En 1681, Francisco entra en guerre avec le Kasanje voisin, avec l'intention de mettre l'un de ses alliés sur le trône. Le Portugal intervint et envahit le Matamba avec plus de 40000 hommes. L'armée parvint jusqu'à Katole, où Francisco lança une attaque à l'aube du 4 septembre 1681, infligeant de lourdes pertes du côté portugais. Les éléments imbangalas combattant pour le Portugal opposèrent toutefois une forte résistance et Francisco ainsi que plusieurs de ses proches trouvèrent la mort lors de la bataille suivante. L'armée portugaise se retira cependant sur Ambaca puis sur Masangano.

Règne de Verónica[modifier | modifier le code]

La sœur de Francisco Guterres, Verónica I Guterres Kandala Kingwanga, lui succéda de 1681 à 1721 et consolida le pouvoir de la dynastie Guterres. Attachée à l'indépendance du Matamba, Verónica envoya un émissaire à Luanda avec pour tâche de négocier un traité de paix, signé le 7 septembre 1683. Elle accepta de devenir officiellement vassale du Portugal, de rendre les prisonnier portugais capturés lors de la bataille de Katole, autorisa les missionnaires à exercer dans le pays et octroya un droit de passage au Portugal à travers ses terres. Elle reconnut également l'indépendance du Kasanje et renonça à toute prétention sur ce pays, à qui elle remit 200 esclaves en quatre ans à titre de compensation. Verónica n'était toutefois guère intimidée et ne tarda pas à revendiquer la couronne du Ndongo et du Matamba au même titre que sa prédécesseure Njinga. Elle s'opposa à nouveau militairement au Portugal en 1689 et en 1692-1693. Elle chercha également à s'allier au Kongo en 1706. Ces guerres et les pillages entre les affrontements diminuèrent sensiblement la population des confins occidentaux de ses territoires. Verónica tenta également de rétablir une mission chrétienne, qui avait quitté le pays à la mort de Njinga, mais sans succès.

Invasion portugaise de 1744[modifier | modifier le code]

À la mort de Verónica en 1721, son fils Afonso I Alvares de Pontes lui succéda. Pendant son règne, le district septentrional de Holo fit sécession pour fonder son propre royaume et commercer directement avec le Portugal, ce qui eut pour effet de dégrader les relations entre ce dernier et le Matamba.
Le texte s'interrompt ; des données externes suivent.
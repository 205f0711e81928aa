//! Inventory checkpoint boundary.
//!
//! A store reloads a [`CarRegistry`] from a line-oriented snapshot and writes
//! it back. Both operations degrade to a reported outcome; neither is fatal.

pub mod flat_file;
pub mod in_memory;

pub use flat_file::FlatFileStore;
pub use in_memory::InMemoryStore;

use std::io;
use std::path::PathBuf;

use chrono::{DateTime, Utc};
use thiserror::Error;

use dealership_inventory::{CarRegistry, RestoreError};

use crate::codec::{LineError, encode_line, parse_line};

#[derive(Debug, Error)]
pub enum StoreError {
    #[error("could not open {path:?} for loading: {source}")]
    Open {
        path: PathBuf,
        #[source]
        source: io::Error,
    },

    #[error("could not read {path:?}: {source}")]
    Read {
        path: PathBuf,
        #[source]
        source: io::Error,
    },

    #[error("could not write {path:?}: {source}")]
    Write {
        path: PathBuf,
        #[source]
        source: io::Error,
    },
}

/// Why a line was left out of a load.
#[derive(Debug, Clone, PartialEq, Eq, Error)]
pub enum SkipReason {
    #[error(transparent)]
    Malformed(#[from] LineError),

    #[error(transparent)]
    Rejected(#[from] RestoreError),
}

#[derive(Debug, Clone, PartialEq, Eq)]
pub struct SkippedLine {
    /// 1-based line number in the source.
    pub line_no: usize,
    /// The raw line, lossily decoded for display only.
    pub content: String,
    pub reason: SkipReason,
}

#[derive(Debug, Clone, PartialEq, Eq, Default)]
pub struct LoadReport {
    pub loaded: usize,
    pub skipped: Vec<SkippedLine>,
}

#[derive(Debug, Clone, Copy, PartialEq, Eq)]
pub struct SaveReport {
    pub written: usize,
}

/// Persistence seam for the inventory.
pub trait InventoryStore {
    /// Replace the registry's contents with the stored snapshot.
    ///
    /// The registry is cleared (and numbering reset to 1) before the source
    /// is read, so on `Err` it is left empty.
    fn load_into(&self, registry: &mut CarRegistry) -> Result<LoadReport, StoreError>;

    /// Write every car, in registry order, replacing the previous snapshot.
    fn save(&self, registry: &CarRegistry) -> Result<SaveReport, StoreError>;

    /// Where the snapshot lives, for user-facing messages.
    fn location(&self) -> String;
}

/// Restore every decodable line of `bytes` into an (already cleared) registry.
///
/// Lines are decoded one at a time. A line that is not UTF-8 is skipped
/// like any other malformed line instead of being repaired.
pub(crate) fn ingest(bytes: &[u8], registry: &mut CarRegistry, restored_at: DateTime<Utc>) -> LoadReport {
    let mut report = LoadReport::default();

    for (idx, raw) in split_lines(bytes).enumerate() {
        let outcome = match std::str::from_utf8(raw) {
            Ok(line) if line.trim().is_empty() => continue,
            Ok(line) => parse_line(line)
                .map_err(SkipReason::from)
                .and_then(|stored| {
                    registry
                        .restore(stored.into(), restored_at)
                        .map_err(SkipReason::from)
                }),
            Err(e) => Err(SkipReason::from(LineError::InvalidUtf8 {
                valid_up_to: e.valid_up_to(),
            })),
        };

        match outcome {
            Ok(_) => report.loaded += 1,
            Err(reason) => {
                let content = String::from_utf8_lossy(raw).into_owned();
                tracing::warn!(line_no = idx + 1, line = %content, %reason, "skipping inventory line");
                report.skipped.push(SkippedLine {
                    line_no: idx + 1,
                    content,
                    reason,
                });
            }
        }
    }

    report
}

/// `\n`-separated lines with a trailing `\r` removed, as `str::lines` does.
fn split_lines(bytes: &[u8]) -> impl Iterator<Item = &[u8]> {
    bytes
        .split(|b| *b == b'\n')
        .map(|line| line.strip_suffix(b"\r").unwrap_or(line))
}

/// Render the whole registry, one newline-terminated line per car.
pub(crate) fn render(registry: &CarRegistry) -> (String, usize) {
    let mut out = String::new();
    let mut written = 0;

    for car in registry.cars() {
        if car.model().contains([';', '\n', '\r']) {
            tracing::warn!(
                car_id = %car.id_typed(),
                model = %car.model(),
                "model contains a field or line separator; the saved line will not load back"
            );
        }
        out.push_str(&encode_line(car));
        out.push('\n');
        written += 1;
    }

    (out, written)
}
//! Main menu.

pub const MENU_TEXT: &str = "\n--- Car Dealership System Menu ---\n\
----------------------------------\n \
A - Show Available Cars\n \
R - Show Daily Report\n \
L - Load Cars from File\n \
W - Save Cars to File\n \
S - Sell a Car\n \
D - Add a New Car\n \
X - Exit\n\
----------------------------------\n";

#[derive(Debug, Clone, Copy, PartialEq, Eq)]
pub enum MenuOption {
    ShowAvailable,
    DailyReport,
    Load,
    Save,
    Sell,
    Add,
    Exit,
    Invalid,
}

impl MenuOption {
    /// Case-insensitive; only the first non-blank character counts.
    pub fn parse(input: &str) -> Self {
        match input.trim_start().chars().next().map(|c| c.to_ascii_uppercase()) {
            Some('A') => MenuOption::ShowAvailable,
            Some('R') => MenuOption::DailyReport,
            Some('L') => MenuOption::Load,
            Some('W') => MenuOption::Save,
            Some('S') => MenuOption::Sell,
            Some('D') => MenuOption::Add,
            Some('X') => MenuOption::Exit,
            _ => MenuOption::Invalid,
        }
    }
}
//! `dealership-cli`
//!
//! **Responsibility:** interactive menu shell around the inventory.
//!
//! The shell only validates user input, calls into the registry and the
//! store, and formats the outcomes they return. It owns no business rules.

pub mod config;
pub mod input;
pub mod menu;
pub mod render;
pub mod shell;

pub use config::CliConfig;
pub use menu::MenuOption;
pub use shell::{Shell, ShellOptions};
Ana II, qui accéda au pouvoir en 1741, dut faire face à une invasion portugaise en 1744 dans ce qui fut l'une des plus grandes opérations militaires du Portugal au XVIIIe siècle. Les armées portugaises connurent d'abord de lourdes défaites mais parvinrent à rejoindre la capitale. Afin d'éviter une longue guerre, Ana II reconnut la suzeraineté du Portugal et renouvela les engagements pris par Verónica en 1683. Mais bien que le traité reconnaissait explicitement le Matamba comme vassal du Portugal et ouvrit son marché aux commerçants portugais, il n'eut que peu d'effet sur la souveraineté du Matamba et même sur le commerce. Ana II, comme Verónica avant elle, cherchait à christianiser son pays et envoya plusieurs courriers au préfet capucin du Congo et d'Angola ainsi qu'aux autorités portugaises, demandant la venue de missionnaires et la fondations de bases permanentes. Elle reçut effectivement la visite de missionnaires de Cahenda et des Carmes déchaux mais aucune mission permanente ne fut établie.
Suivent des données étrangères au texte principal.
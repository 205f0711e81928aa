//! Infrastructure layer: inventory persistence.
//!
//! The inventory is checkpointed as a flat, `;`-separated text file, one car
//! per line. Loading is a destructive reset of the registry; saving never
//! touches in-memory state.

pub mod codec;
pub mod store;

pub use codec::{LineError, StoredCar, encode_line, parse_line};
pub use store::{
    FlatFileStore, InMemoryStore, InventoryStore, LoadReport, SaveReport, SkipReason, SkippedLine,
    StoreError,
};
Division[modifier | modifier le code]

Ana II mourut en 1756 et une guerre civile éclata entre les prétendants au trône. Verónica II régna pendant une courte période mais fut déposée quelque temps après 1758. Ana III lui succéda mais fut renversée à son tour par Malwete ka Mbandi, un chef militaire. Kalwete remporta la guerre et fut baptisé Francisco II en montant sur le trône. Deux filles d'Ana, Kamana et Murili, parvinrent toutefois à s'enfuir vers l'ancienne capitale du Ndongo, sur les îles Kindonga, est résistèrent aux tentatives de Francisco II de les en chasser. Depuis là, Kamana fonda un royaume rival et, en 1767 tenta sans succès de s'allier au Portugal contre son ennemi. Le gouverneur portugais en poste à l'époque lui accorda l'asile mais refusa d'interférer dans les affaires locales de la partie orientale de la zone portugaise. Vers 1810, le fils et successeur de Kamana parvint à reconquérir la capitale et la couronne du Matamba.